Montado em seu corcel negro, o maior cavalo já visto por Thomas, com o arco em uma mão e uma flecha negra e vermelha na outra. Algumas outras flechas descansavam na aljava atada em seu ombro e posicionada na parte de trás de seu corpo. Trajava vestes negras, com capuz que cobria seus cabelos, e usava uma máscara — algo mais parecido com um lenço — que cobria a parte inferior de seu rosto, deixando apenas seus olhos visíveis. Olhos penetrantes, tão negros quanto suas vestes.
Desceu de seu cavalo, deixando seu arco e flechas de lado, e desembainhando sua espada calmamente. Uma espada fina e comprida, e de coloração diferente.
Aquilo era ouro? Impossível!
Encarou Thomas por alguns segundos, o que o deixou um pouco desconfortável. Era como se aquele Cavaleiro fosse capaz de enxergar através de suas vestes, carne e ossos. Como se visse sua alma.

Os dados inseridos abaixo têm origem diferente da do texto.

use std::sync::Arc;

use crate::events::{EventRegistry, FeedEvent};
use crate::grpcweb;
use crate::rpc::group;
use crate::transport::GrpcWebTransport;
use crate::types::{Ack, GroupFeedLookup, GroupMember, JoinOutcome};

pub const SERVICE_NAME: &str = "rpcHush.HushGroup";

/// Group façade. Besides the build/call/parse chain this is the one façade
/// with a side channel: membership mutations that the server acknowledges are
/// announced on the event registry so the sync layer can refresh without
/// waiting for its next poll.
pub struct HushGroupService {
    transport: Arc<GrpcWebTransport>,
    events: Arc<EventRegistry>,
}

impl HushGroupService {
    pub fn new(transport: Arc<GrpcWebTransport>, events: Arc<EventRegistry>) -> Self {
        HushGroupService { transport, events }
    }

    pub async fn get_group_feed(&self, feed_id: &str) -> crate::Result<GroupFeedLookup> {
        let request = group::build_get_group_feed_request(feed_id);
        let body = self
            .transport
            .call(SERVICE_NAME, "GetGroupFeed", &request)
            .await?;
        let message = grpcweb::parse_response_frames(&body)?;
        group::parse_get_group_feed_response(message.as_deref())
    }

    pub async fn get_group_feed_by_invite_code(
        &self,
        invite_code: &str,
    ) -> crate::Result<GroupFeedLookup> {
        let request = group::build_get_group_feed_by_invite_code_request(invite_code);
        let body = self
            .transport
            .call(SERVICE_NAME, "GetGroupFeedByInviteCode", &request)
            .await?;
        let message = grpcweb::parse_response_frames(&body)?;
        group::parse_get_group_feed_by_invite_code_response(message.as_deref())
    }

    pub async fn join_group_feed(
        &self,
        invite_code: &str,
        address: &str,
        display_name: &str,
    ) -> crate::Result<JoinOutcome> {
        let request = group::build_join_group_feed_request(invite_code, address, display_name);
        let body = self
            .transport
            .call(SERVICE_NAME, "JoinGroupFeed", &request)
            .await?;
        let message = grpcweb::parse_response_frames(&body)?;
        let outcome = group::parse_join_group_feed_response(message.as_deref())?;
        if outcome.success {
            if let Some(feed_id) = &outcome.feed_id {
                self.events.notify(&FeedEvent::MemberJoined {
                    feed_id: feed_id.clone(),
                    address: address.to_string(),
                });
            }
        }
        Ok(outcome)
    }

    pub async fn leave_group_feed(&self, feed_id: &str, address: &str) -> crate::Result<Ack> {
        let request = group::build_leave_group_feed_request(feed_id, address);
        let body = self
            .transport
            .call(SERVICE_NAME, "LeaveGroupFeed", &request)
            .await?;
        let message = grpcweb::parse_response_frames(&body)?;
        let ack = group::parse_leave_group_feed_response(message.as_deref())?;
        if ack.success {
            self.events.notify(&FeedEvent::MembershipRevoked {
                feed_id: feed_id.to_string(),
                address: address.to_string(),
            });
        }
        Ok(ack)
    }

    pub async fn delete_group_feed(&self, feed_id: &str, address: &str) -> crate::Result<Ack> {
        let request = group::build_delete_group_feed_request(feed_id, address);
        let body = self
            .transport
            .call(SERVICE_NAME, "DeleteGroupFeed", &request)
            .await?;
        let message = grpcweb::parse_response_frames(&body)?;
        let ack = group::parse_delete_group_feed_response(message.as_deref())?;
        if ack.success {
            self.events.notify(&FeedEvent::MembershipRevoked {
                feed_id: feed_id.to_string(),
                address: address.to_string(),
            });
        }
        Ok(ack)
    }

    pub async fn add_member_to_group_feed(
        &self,
        feed_id: &str,
        member_address: &str,
        added_by_address: &str,
    ) -> crate::Result<Ack> {
        let request = group::build_add_member_to_group_feed_request(
            feed_id,
            member_address,
            added_by_address,
        );
        let body = self
            .transport
            .call(SERVICE_NAME, "AddMemberToGroupFeed", &request)
            .await?;
        let message = grpcweb::parse_response_frames(&body)?;
        let ack = group::parse_add_member_to_group_feed_response(message.as_deref())?;
        if ack.success {
            self.events.notify(&FeedEvent::MemberJoined {
                feed_id: feed_id.to_string(),
                address: member_address.to_string(),
            });
        }
        Ok(ack)
    }

    pub async fn get_group_members(&self, feed_id: &str) -> crate::Result<Vec<GroupMember>> {
        let request = group::build_get_group_members_request(feed_id);
        let body = self
            .transport
            .call(SERVICE_NAME, "GetGroupMembers", &request)
            .await?;
        let message = grpcweb::parse_response_frames(&body)?;
        group::parse_get_group_members_response(message.as_deref())
    }
}

#[cfg(test)]
mod tests {
    use super::*;
    use crate::events::EventKind;
    use crate::settings::EndpointSource;
    use crate::wire::WireWriter;
    use std::sync::atomic::{AtomicUsize, Ordering};
    use warp::Filter;

    struct FixedEndpoint(String);

    impl EndpointSource for FixedEndpoint {
        fn base_url(&self) -> String {
            self.0.clone()
        }
    }

    fn framed(message: &[u8]) -> Vec<u8> {
        let mut body = grpcweb::build_request_frame(message);
        let trailer = b"grpc-status:0\r\n";
        body.push(grpcweb::TRAILER_FLAG);
        body.extend_from_slice(&(trailer.len() as u32).to_be_bytes());
        body.extend_from_slice(trailer);
        body
    }

    #[tokio::test]
    async fn test_successful_join_notifies_member_joined() {
        let mut response = WireWriter::new();
        response.bool_field(1, true);
        response.string_field(2, "welcome");
        response.string_field(3, "feed-42");
        let body = framed(&response.into_bytes());

        let filter = warp::post()
            .and(warp::path!("rpcHush.HushGroup" / "JoinGroupFeed"))
            .map(move || warp::reply::Response::new(body.clone().into()));
        let (addr, server) = warp::serve(filter).bind_ephemeral(([127, 0, 0, 1], 0));
        tokio::spawn(server);

        let events = Arc::new(EventRegistry::new());
        let hits = Arc::new(AtomicUsize::new(0));
        let hits_in_callback = Arc::clone(&hits);
        events.subscribe(EventKind::MemberJoined, move |event| {
            assert_eq!(
                event,
                &FeedEvent::MemberJoined {
                    feed_id: "feed-42".to_string(),
                    address: "hush1new".to_string(),
                }
            );
            hits_in_callback.fetch_add(1, Ordering::SeqCst);
        });

        let transport = Arc::new(GrpcWebTransport::new(Arc::new(FixedEndpoint(format!(
            "http://{}",
            addr
        )))));
        let service = HushGroupService::new(transport, events);
        let outcome = service
            .join_group_feed("ABC123", "hush1new", "newcomer")
            .await
            .unwrap();
        assert!(outcome.success);
        assert_eq!(hits.load(Ordering::SeqCst), 1);
    }

    #[tokio::test]
    async fn test_refused_join_stays_silent() {
        let mut response = WireWriter::new();
        response.bool_field(1, false);
        response.string_field(2, "invite code expired");
        let body = framed(&response.into_bytes());

        let filter = warp::post()
            .and(warp::path!("rpcHush.HushGroup" / "JoinGroupFeed"))
            .map(move || warp::reply::Response::new(body.clone().into()));
        let (addr, server) = warp::serve(filter).bind_ephemeral(([127, 0, 0, 1], 0));
        tokio::spawn(server);

        let events = Arc::new(EventRegistry::new());
        let hits = Arc::new(AtomicUsize::new(0));
        let hits_in_callback = Arc::clone(&hits);
        events.subscribe(EventKind::MemberJoined, move |_| {
            hits_in_callback.fetch_add(1, Ordering::SeqCst);
        });

        let transport = Arc::new(GrpcWebTransport::new(Arc::new(FixedEndpoint(format!(
            "http://{}",
            addr
        )))));
        let service = HushGroupService::new(transport, events);
        let outcome = service
            .join_group_feed("STALE", "hush1new", "newcomer")
            .await
            .unwrap();
        assert!(!outcome.success);
        assert_eq!(outcome.message, "invite code expired");
        assert_eq!(hits.load(Ordering::SeqCst), 0);
    }
}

Ficou alguns metros à frente de Thomas, virando-se em direção do grupo os ameaçava.
— Então, são vocês que estão atacando nobres na estrada da Rainha? — perguntou baixo, andando tranquilamente de um lado para o outro, brincando de cortar o ar com sua espada.
— E quem seria você? — J perguntou, forçando a voz para que soasse firme. Ele tentava esconder o terror em seu rosto ao ver aquele ser negro em sua frente. Já ouvira falar sobre o Cavaleiro Mascarado, e sempre torceu para que nunca o encontrasse.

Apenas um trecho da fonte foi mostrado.